Dengan ratusan pulau—berpotensi dikembangkan menjadi tujuan wisata—yang tersebar di seluruh penjuru Nusantara, Indonesia sebenarnya bisa mengembangkan armada pesawat amfibi atau pesawat yang dapat mendarat di air dan di darat.

Namun harus diakui, ide untuk membangun usaha penerbangan berarmada pesawat amfibi ibarat berjudi. Sebab, ada banyak ganjalan yang menghadang, mulai dari infrastruktur, pengadaan pesawat, sumber daya manusia, hingga siapa saja yang mau jadi penumpangnya.

Meski demikian, bukan berarti usaha ini tak bisa dicoba. Pada sejumlah wilayah di Papua, pesawat jenis Cessna telah dimodifikasi menjadi floatplane untuk menjelajahi pedalaman yang sulit dijangkau. Pesawat dengan penerbang yang telah piawai mendarat di air ini, jasanya banyak digunakan untuk aktivitas sosial para misionaris.

Philipus, pilot Cessna 206 yang pernah bertugas di Papua, mengaku, pesawat-pesawat kecil menjadi andalan mobilitas warga dan barang di daerah pedalaman.

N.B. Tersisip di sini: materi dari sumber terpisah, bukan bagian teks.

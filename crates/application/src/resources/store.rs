//! Resource cache store.
//!
//! One implementation serves every resource kind; kind-specific behavior
//! (paths, identifier alias, attachment support, create policy) comes from
//! `ResourceKind`.

use std::sync::Arc;

use serde_json::{Value, json};
use tokio::sync::watch;
use tracing::{debug, info, warn};

use artdesk_domain::resource::ATTACHMENT_FIELD;
use artdesk_domain::{
    ApiRequest, Attachment, CreatePolicy, DomainError, ResourceKind, ResourceRecord, Session,
};

use super::optimistic::mutate_or_refresh;
use super::state::{InFlight, ResourceState};
use crate::auth::RequestAuthorizer;
use crate::error::{EngineError, EngineResult};

/// Client-side cache of one backend collection.
pub struct ResourceStore {
    kind: ResourceKind,
    authorizer: Arc<RequestAuthorizer>,
    session: watch::Receiver<Session>,
    state: watch::Sender<ResourceState>,
}

impl ResourceStore {
    /// Creates an empty store for `kind`.
    #[must_use]
    pub fn new(
        kind: ResourceKind,
        authorizer: Arc<RequestAuthorizer>,
        session: watch::Receiver<Session>,
    ) -> Self {
        Self {
            kind,
            authorizer,
            session,
            state: watch::Sender::new(ResourceState::default()),
        }
    }

    /// Store for artworks.
    #[must_use]
    pub fn artworks(authorizer: Arc<RequestAuthorizer>, session: watch::Receiver<Session>) -> Self {
        Self::new(ResourceKind::Artwork, authorizer, session)
    }

    /// Store for contacts.
    #[must_use]
    pub fn contacts(authorizer: Arc<RequestAuthorizer>, session: watch::Receiver<Session>) -> Self {
        Self::new(ResourceKind::Contact, authorizer, session)
    }

    /// The kind of record held.
    #[must_use]
    pub const fn kind(&self) -> ResourceKind {
        self.kind
    }

    /// Snapshot of the store state.
    #[must_use]
    pub fn snapshot(&self) -> ResourceState {
        self.state.borrow().clone()
    }

    /// Observes every state change.
    #[must_use]
    pub fn subscribe(&self) -> watch::Receiver<ResourceState> {
        self.state.subscribe()
    }

    /// Cached records in collection order.
    #[must_use]
    pub fn records(&self) -> Vec<ResourceRecord> {
        self.state.borrow().collection.as_slice().to_vec()
    }

    /// A cached record by canonical id.
    #[must_use]
    pub fn find(&self, id: &str) -> Option<ResourceRecord> {
        self.state.borrow().collection.find(id).cloned()
    }

    /// Replaces the collection with the server's.
    ///
    /// Records without a derivable id are skipped. Returns the number of
    /// records cached.
    ///
    /// # Errors
    /// `Unauthenticated` without a session (no request is sent), otherwise
    /// whatever the authorizer reports.
    pub async fn fetch_all(&self) -> EngineResult<usize> {
        if !self.session.borrow().is_authenticated() {
            return Err(self.record(EngineError::Unauthenticated));
        }
        let _in_flight = InFlight::start(&self.state);

        let payload = self
            .authorizer
            .send_json(ApiRequest::get(self.kind.collection_path()))
            .await
            .map_err(|e| self.record(e))?;
        let records = self.normalize_list(payload);
        let count = records.len();
        self.state
            .send_modify(|state| state.collection.replace_all(records));
        debug!(kind = %self.kind, count, "collection refreshed");
        Ok(count)
    }

    /// Loads one record into the current slot.
    ///
    /// # Errors
    /// Whatever the authorizer reports, or `Validation` for a payload without
    /// an id.
    pub async fn fetch_one(&self, id: &str) -> EngineResult<ResourceRecord> {
        let _in_flight = InFlight::start(&self.state);
        self.state.send_modify(|state| state.current = None);

        let record = self.load_one(id).await.map_err(|e| self.record(e))?;
        let current = record.clone();
        self.state.send_modify(|state| state.current = Some(current));
        Ok(record)
    }

    /// Creates a record, optionally uploading an attachment for it.
    ///
    /// With an attachment the record is re-fetched after the upload and
    /// placed in the collection. Without one, the kind's create policy
    /// decides between prepending the response and re-fetching the
    /// collection.
    ///
    /// # Errors
    /// `Validation` for non-object data or an attachment on a kind without
    /// attachment support (nothing is sent), `PartialFailure` when the record
    /// was created but a follow-up step failed, otherwise whatever the
    /// authorizer reports.
    pub async fn create(
        &self,
        data: Value,
        attachment: Option<Attachment>,
    ) -> EngineResult<ResourceRecord> {
        self.check_attachment(attachment.as_ref())?;
        let body = self
            .kind
            .prepare_create(data)
            .map_err(|e| self.record(e.into()))?;
        let _in_flight = InFlight::start(&self.state);

        let payload = self
            .authorizer
            .send_json(ApiRequest::post(self.kind.collection_path()).json(body))
            .await
            .map_err(|e| self.record(e))?;
        let created =
            ResourceRecord::from_server(self.kind, payload).map_err(|e| self.record(e.into()))?;
        let id = created.id().to_string();
        info!(kind = %self.kind, %id, "record created");

        if let Some(attachment) = attachment {
            let record = match self.attach_and_reload(&id, attachment).await {
                Ok(record) => record,
                Err(e) => return Err(self.record(self.partial_failure(&id, &e))),
            };
            let current = record.clone();
            self.state.send_modify(|state| {
                state.collection.upsert(current.clone());
                state.current = Some(current);
            });
            return Ok(record);
        }

        match self.kind.create_policy() {
            CreatePolicy::Prepend => {
                let record = created.clone();
                self.state
                    .send_modify(|state| state.collection.prepend(record));
                Ok(created)
            }
            CreatePolicy::Refetch => {
                if let Err(e) = self.fetch_all().await {
                    return Err(self.record(self.partial_failure(&id, &e)));
                }
                Ok(self.find(&id).unwrap_or(created))
            }
        }
    }

    /// Changes a record's status optimistically.
    ///
    /// The cached record shows the new status immediately. If the server
    /// rejects the write, the collection is re-fetched before the error is
    /// returned.
    ///
    /// # Errors
    /// Whatever the authorizer reports for the write.
    pub async fn update_status(&self, id: &str, status: &str) -> EngineResult<()> {
        let _in_flight = InFlight::start(&self.state);
        let value = Value::String(status.to_string());

        let result = mutate_or_refresh(
            || {
                self.state.send_if_modified(|state| {
                    state
                        .collection
                        .find_mut(id)
                        .is_some_and(|record| record.set_field("status", value))
                });
            },
            async {
                self.authorizer
                    .send(ApiRequest::put(self.kind.record_path(id)).json(json!({ "status": status })))
                    .await
                    .map(drop)
            },
            || async { self.fetch_all().await.map(drop) },
        )
        .await;

        match result {
            Ok(()) => {
                self.state.send_if_modified(|state| {
                    state.collection.find_mut(id).is_some_and(|record| {
                        record.confirm();
                        true
                    })
                });
                Ok(())
            }
            Err(e) => {
                warn!(kind = %self.kind, %id, error = %e, "status update reverted");
                Err(self.record(e))
            }
        }
    }

    /// Writes a record, optionally uploads a new attachment, then re-fetches
    /// the collection.
    ///
    /// # Errors
    /// `Validation` for an attachment on a kind without attachment support,
    /// `PartialFailure` when the write succeeded but the upload or the
    /// re-fetch failed, otherwise whatever the authorizer reports.
    pub async fn update(
        &self,
        id: &str,
        data: Value,
        attachment: Option<Attachment>,
    ) -> EngineResult<()> {
        self.check_attachment(attachment.as_ref())?;
        let _in_flight = InFlight::start(&self.state);

        self.authorizer
            .send(ApiRequest::put(self.kind.record_path(id)).json(data))
            .await
            .map_err(|e| self.record(e))?;

        if let Some(attachment) = attachment
            && let Err(e) = self.upload(id, attachment).await
        {
            if let Err(refresh) = self.fetch_all().await {
                warn!(kind = %self.kind, %id, error = %refresh, "refresh after failed upload failed");
            }
            return Err(self.record(self.partial_failure(id, &e)));
        }

        if let Err(e) = self.fetch_all().await {
            return Err(self.record(self.partial_failure(id, &e)));
        }
        Ok(())
    }

    /// Deletes a record. The cached copy is removed only after the server
    /// confirms.
    ///
    /// # Errors
    /// Whatever the authorizer reports; the collection is untouched then.
    pub async fn remove(&self, id: &str) -> EngineResult<()> {
        let _in_flight = InFlight::start(&self.state);
        self.authorizer
            .send(ApiRequest::delete(self.kind.record_path(id)))
            .await
            .map_err(|e| self.record(e))?;

        self.state.send_modify(|state| {
            state.collection.remove(id);
            if state.current.as_ref().is_some_and(|record| record.id() == id) {
                state.current = None;
            }
        });
        info!(kind = %self.kind, %id, "record deleted");
        Ok(())
    }

    /// Drops all cached data.
    pub fn clear(&self) {
        self.state.send_modify(ResourceState::reset);
    }

    async fn load_one(&self, id: &str) -> EngineResult<ResourceRecord> {
        let payload = self
            .authorizer
            .send_json(ApiRequest::get(self.kind.record_path(id)))
            .await?;
        Ok(ResourceRecord::from_server(self.kind, payload)?)
    }

    async fn upload(&self, id: &str, attachment: Attachment) -> EngineResult<()> {
        debug!(kind = %self.kind, %id, ?attachment, "uploading attachment");
        self.authorizer
            .send(ApiRequest::post(self.kind.attachment_path(id)).multipart(ATTACHMENT_FIELD, attachment))
            .await
            .map(drop)
    }

    async fn attach_and_reload(
        &self,
        id: &str,
        attachment: Attachment,
    ) -> EngineResult<ResourceRecord> {
        self.upload(id, attachment).await?;
        self.load_one(id).await
    }

    fn normalize_list(&self, payload: Value) -> Vec<ResourceRecord> {
        let Value::Array(items) = payload else {
            warn!(kind = %self.kind, "collection payload is not a list, treating as empty");
            return Vec::new();
        };
        items
            .into_iter()
            .filter_map(|item| match ResourceRecord::from_server(self.kind, item) {
                Ok(record) => Some(record),
                Err(e) => {
                    warn!(kind = %self.kind, error = %e, "skipping record");
                    None
                }
            })
            .collect()
    }

    fn check_attachment(&self, attachment: Option<&Attachment>) -> EngineResult<()> {
        if attachment.is_some() && !self.kind.supports_attachment() {
            return Err(self.record(DomainError::AttachmentNotSupported(self.kind.label()).into()));
        }
        Ok(())
    }

    fn partial_failure(&self, id: &str, cause: &EngineError) -> EngineError {
        EngineError::PartialFailure {
            kind: self.kind,
            id: id.to_string(),
            message: cause.to_string(),
        }
    }

    /// Records an error on the store state and hands it back.
    fn record(&self, error: EngineError) -> EngineError {
        let message = error.to_string();
        self.state.send_modify(|state| state.error = Some(message));
        error
    }
}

“Di Papua, pesawat seperti ini bisa mendarat di runway tanah padat di pegunungan. Aku melihat ada beberapa ruas sungai yang juga bisa didarati Cessna yang dimodifikasi menjadi floatplane. Memang mendaratkan pesawat di air punya tantangan tersendiri, tapi daerah pedalaman yang dekat dengan sungai tak ada salahnya dipelajari untuk didarati pesawat,” katanya, Senin (27/1/2023).

Dua jenis pesawat

Indonesia sebenarnya tak asing dengan pesawat amfibi. Pada zaman penjajahan Belanda, kalangan militer banyak mengoperasikan pesawat Albatross dan Catalina. Keduanya adalah pesawat yang populer di dunia kala itu. Karena dianggap efektif, Pemerintah Hindia Belanda membangun KNILM (badan angkutan penumpang sipil) dengan berbagai tipe pesawat amfibi.

Pesawat dengan kemampuan mendarat di air ada dua jenis, floatplane dan flying boat. Jenis yang pertama memiliki dua buah pelampung ramping sebagai “roda” pendaratannya di air. Pelampung ini menjadi pengapung utama bagi tubuh pesawat yang rata-rata kecil.

Sementara jenis yang kedua, pesawat memiliki desain perut yang mirip seperti lambung kapal, sehingga saat mendarat sebagian tubuhnya terendam di air. Agar pesawat tetap stabil, di kedua sayapnya dipasang pelampung kecil.

Untuk urusan kapasitas, jenis flying boat jelas lebih besar. Namun, jenis itu tak bisa mendarat di banyak tempat, termasuk sungai di wilayah terpencil. Dengan ukurannya yang lebih besar, flying boat butuh lahan tersendiri sebagai runway. Minimal, pelabuhan yang biasa disinggahi kapal kargo.

Pada era Perang Dunia II, flying boat Grumman G-21 Goose banyak berperan dalam operasi militer tentara AS. Pesawat ini digunakan untuk pendaratan pasukan, operasi intelijen, dan SAR.

Bila ada investor yang berminat mengembangkan potensi ini, otomatis akan mendorong sinergi koordinasi tiga lembaga, yakni Ditjen Laut, Darat, dan Udara. Selama pesawat masih di air, Ditjen Laut dan Darat yang berperan, dan setelah pesawat mengangkasa giliran Ditjen Udara yang bertanggung jawab.

Bila dalam kurun waktu 20 tahun mendatang impian ini menjadi nyata, bukan tidak mungkin Indonesia akan menjadi poros maritim yang modern. Mudah-mudahan.